> **ENTRIES PROVIDED**
━━━━━━━━━━━━━━━━━━━━

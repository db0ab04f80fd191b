//! Migration: enrich-shop-products
//!
//! Backfills the autonomy columns from the legacy shared catalog. A shop
//! product is enriched from the product its `product_id` still points at,
//! but only while its name is the placeholder, so re-runs never clobber a
//! shop manager's manual edits. Afterwards the placeholder slugs are rebuilt
//! from the enriched names, deduplicated per shop with the same `-N`
//! suffix scheme the allocator uses.

use regrade::{MatchRule, MigrationContext, Phase, Result, run_backfill};

use super::{PLACEHOLDER_NAME, PLACEHOLDER_SLUG};

/// Exact-key enrichment from the legacy catalog link.
///
/// Not a heuristic: `product_id` is a foreign key, so ambiguity is
/// impossible and only rows whose linked product is itself unusable stay
/// unmatched.
pub struct LegacyProductEnrichment;

impl MatchRule for LegacyProductEnrichment {
    fn description(&self) -> &str {
        "shop-product enrichment from legacy catalog"
    }

    fn update_sql(&self) -> String {
        format!(
            r#"
UPDATE shop_products sp
SET name = p.name,
    description = p.description,
    technical_details = p.technical_details,
    oe_number = p.oe_number,
    brand = p.brand,
    manufacturer = p.manufacturer,
    model = p.model,
    manufacturer_year = p.manufacturer_year,
    weight = p.weight,
    dimensions = p.dimensions,
    image = p.image,
    price = COALESCE(sp.price, p.price),
    updated_at = now()
FROM products p
WHERE p.id = sp.product_id
  AND sp.name = '{PLACEHOLDER_NAME}'
"#
        )
    }

    fn unmatched_sql(&self) -> String {
        format!("SELECT count(*) FROM shop_products WHERE name = '{PLACEHOLDER_NAME}'")
    }
}

/// Rebuild placeholder slugs from enriched names, set-based.
///
/// Mirrors `regrade::slug::slugify` in SQL; `row_number()` per
/// `(shop_id, base)` hands out the `-N` suffixes. Only rows still carrying
/// the placeholder slug are touched. Residual duplicates (e.g. names that
/// slugify to nothing) are caught by the finalization gate.
fn rebuild_slugs_sql() -> String {
    format!(
        r#"
UPDATE shop_products sp
SET slug = CASE WHEN d.rn = 1 THEN d.base ELSE d.base || '-' || (d.rn - 1) END,
    updated_at = now()
FROM (
    SELECT id, base,
           row_number() OVER (PARTITION BY shop_id, base ORDER BY created_at, id) AS rn
    FROM (
        SELECT id, shop_id, created_at,
               NULLIF(
                   regexp_replace(
                       lower(trim(regexp_replace(name, '[^a-zA-Z0-9\s]', '', 'g'))),
                       '\s+', '-', 'g'
                   ),
                   ''
               ) AS base
        FROM shop_products
    ) bases
    WHERE base IS NOT NULL
) d
WHERE sp.id = d.id
  AND sp.slug = '{PLACEHOLDER_SLUG}'
"#
    )
}

async fn apply(ctx: &MigrationContext<'_>) -> Result<()> {
    let outcome = run_backfill(ctx.transaction(), &LegacyProductEnrichment).await?;
    tracing::info!(
        updated = outcome.updated,
        unmatched = outcome.unmatched,
        "enrichment backfill"
    );

    let rebuilt = ctx.execute(&rebuild_slugs_sql()).await?;
    tracing::info!(rebuilt, "slugs rebuilt from enriched names");

    Ok(())
}

regrade::register_migration! {
    version: "2024_11_20_090000",
    name: "enrich-shop-products",
    phase: Phase::Additive,
    apply: apply,
}

#[cfg(test)]
mod tests {
    use super::*;

    #[test]
    fn test_update_predicate_guards_enriched_rows() {
        let sql = LegacyProductEnrichment.update_sql();
        assert!(sql.contains("sp.name = 'Unknown Product'"));
        assert!(sql.contains("p.id = sp.product_id"));
    }

    #[test]
    fn test_slug_rebuild_only_touches_placeholder_slugs() {
        let sql = rebuild_slugs_sql();
        assert!(sql.contains("sp.slug = 'unknown-product'"));
        assert!(sql.contains("PARTITION BY shop_id, base"));
    }
}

━━━━━━━━━━━━━━━━━━━━

> **WHAT THE TASK ASKS**
Copy the whole listing once more, exactly.

> **RESULT OF THE TASK**
repository db0ab04f80fd191b
//! Migration: enrich-shop-products
//!
//! Backfills the autonomy columns from the legacy shared catalog. A shop
//! product is enriched from the product its `product_id` still points at,
//! but only while its name is the placeholder, so re-runs never clobber a
//! shop manager's manual edits. Afterwards the placeholder slugs are rebuilt
//! from the enriched names, deduplicated per shop with the same `-N`
//! suffix scheme the allocator uses.

use regrade::{MatchRule, MigrationContext, Phase, Result, run_backfill};

use super::{PLACEHOLDER_NAME, PLACEHOLDER_SLUG};

/// Exact-key enrichment from the legacy catalog link.
///
/// Not a heuristic: `product_id` is a foreign key, so ambiguity is
/// impossible and only rows whose linked product is itself unusable stay
/// unmatched.
pub struct LegacyProductEnrichment;

impl MatchRule for LegacyProductEnrichment {
    fn description(&self) -> &str {
        "shop-product enrichment from legacy catalog"
    }

    fn update_sql(&self) -> String {
        format!(
            r#"
UPDATE shop_products sp
SET name = p.name,
    description = p.description,
    technical_details = p.technical_details,
    oe_number = p.oe_number,
    brand = p.brand,
    manufacturer = p.manufacturer,
    model = p.model,
    manufacturer_year = p.manufacturer_year,
    weight = p.weight,
    dimensions = p.dimensions,
    image = p.image,
    price = COALESCE(sp.price, p.price),
    updated_at = now()
FROM products p
WHERE p.id = sp.product_id
  AND sp.name = '{PLACEHOLDER_NAME}'
"#
        )
    }

    fn unmatched_sql(&self) -> String {
        format!("SELECT count(*) FROM shop_products WHERE name = '{PLACEHOLDER_NAME}'")
    }
}

/// Rebuild placeholder slugs from enriched names, set-based.
///
/// Mirrors `regrade::slug::slugify` in SQL; `row_number()` per
/// `(shop_id, base)` hands out the `-N` suffixes. Only rows still carrying
/// the placeholder slug are touched. Residual duplicates (e.g. names that
/// slugify to nothing) are caught by the finalization gate.
fn rebuild_slugs_sql() -> String {
    format!(
        r#"
UPDATE shop_products sp
SET slug = CASE WHEN d.rn = 1 THEN d.base ELSE d.base || '-' || (d.rn - 1) END,
    updated_at = now()
FROM (
    SELECT id, base,
           row_number() OVER (PARTITION BY shop_id, base ORDER BY created_at, id) AS rn
    FROM (
        SELECT id, shop_id, created_at,
               NULLIF(
                   regexp_replace(
                       lower(trim(regexp_replace(name, '[^a-zA-Z0-9\s]', '', 'g'))),
                       '\s+', '-', 'g'
                   ),
                   ''
               ) AS base
        FROM shop_products
    ) bases
    WHERE base IS NOT NULL
) d
WHERE sp.id = d.id
  AND sp.slug = '{PLACEHOLDER_SLUG}'
"#
    )
}

async fn apply(ctx: &MigrationContext<'_>) -> Result<()> {
    let outcome = run_backfill(ctx.transaction(), &LegacyProductEnrichment).await?;
    tracing::info!(
        updated = outcome.updated,
        unmatched = outcome.unmatched,
        "enrichment backfill"
    );

    let rebuilt = ctx.execute(&rebuild_slugs_sql()).await?;
    tracing::info!(rebuilt, "slugs rebuilt from enriched names");

    Ok(())
}

regrade::register_migration! {
    version: "2024_11_20_090000",
    name: "enrich-shop-products",
    phase: Phase::Additive,
    apply: apply,
}

#[cfg(test)]
mod tests {
    use super::*;

    #[test]
    fn test_update_predicate_guards_enriched_rows() {
        let sql = LegacyProductEnrichment.update_sql();
        assert!(sql.contains("sp.name = 'Unknown Product'"));
        assert!(sql.contains("p.id = sp.product_id"));
    }

    #[test]
    fn test_slug_rebuild_only_touches_placeholder_slugs() {
        let sql = rebuild_slugs_sql();
        assert!(sql.contains("sp.slug = 'unknown-product'"));
        assert!(sql.contains("PARTITION BY shop_id, base"));
    }
}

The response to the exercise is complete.